● What you need to do: Copy out all the lines in the records that include the word "list".

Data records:
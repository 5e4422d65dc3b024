//! Memory-mapped bidirectional CSR graph cache.
//!
//! A cache directory holds five files: the forward and reverse offset arrays
//! (`i64`), the forward and reverse index arrays (`i32`) and the node list.
//! [`build_graph_cache`] writes them once; [`GraphCache`] maps them read-only
//! and answers neighbor queries in time proportional to the result size.

pub mod builder;
pub mod cache;
pub mod csr;
pub mod node_map;
pub mod paths;

pub use builder::{
    BuildOptions, PROGRESS_INTERVAL, build_graph_cache, build_graph_cache_at,
    try_build_graph_cache, try_build_graph_cache_at,
};
pub use cache::{GraphCache, SingleGraphCache};
pub use node_map::{MAX_NODES, NodeId, NodeIdMap};
pub use paths::GraphCachePaths;
//! Reproducible data directories with a memory-mapped graph cache.
//!
//! graphstow resolves a directory per logical module key (configurable via
//! environment variables, see [`config`]) and can ensure a cached graph index
//! is present in it. The graph index is a pair of CSR structures, forward and
//! reverse, persisted as flat native-endian arrays and memory-mapped on open,
//! so neighbor lookups never load the whole edge list.
//!
//! # Quick Start
//!
//! ```rust,no_run
//! use graphstow::{BuildOptions, Module};
//!
//! let module = Module::from_key("mytool", &[], true)?;
//! let edges = vec![("a", "b"), ("a", "c"), ("b", "d")];
//! let graph = module.ensure_graph(
//!     &["graph"],
//!     || edges.iter().map(|&(u, v)| (u.to_string(), v.to_string())),
//!     &BuildOptions::default(),
//!     false,
//! )?;
//! assert_eq!(graph.out_edges(&"a".to_string())?, vec!["b", "c"]);
//! # Ok::<(), graphstow::StowError>(())
//! ```
//!
//! Run Criterion benchmarks with `cargo bench` to inspect reports under `target/criterion`.

pub mod bench_utils;
pub mod cache;
pub mod cli;
pub mod config;
pub mod errors;
pub mod graph;
pub mod module;

pub use crate::cache::{Cached, CachedCollection, CachedJson};
pub use crate::config::{StowConfig, get_base, get_home};
pub use crate::errors::{StowError, StowResult};
pub use crate::graph::{
    BuildOptions, GraphCache, GraphCachePaths, NodeId, SingleGraphCache, build_graph_cache,
    try_build_graph_cache,
};
pub use crate::module::Module;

● Task solution:
//! (`i64`), the forward and reverse index arrays (`i32`) and the node list.
//! so neighbor lookups never load the whole edge list.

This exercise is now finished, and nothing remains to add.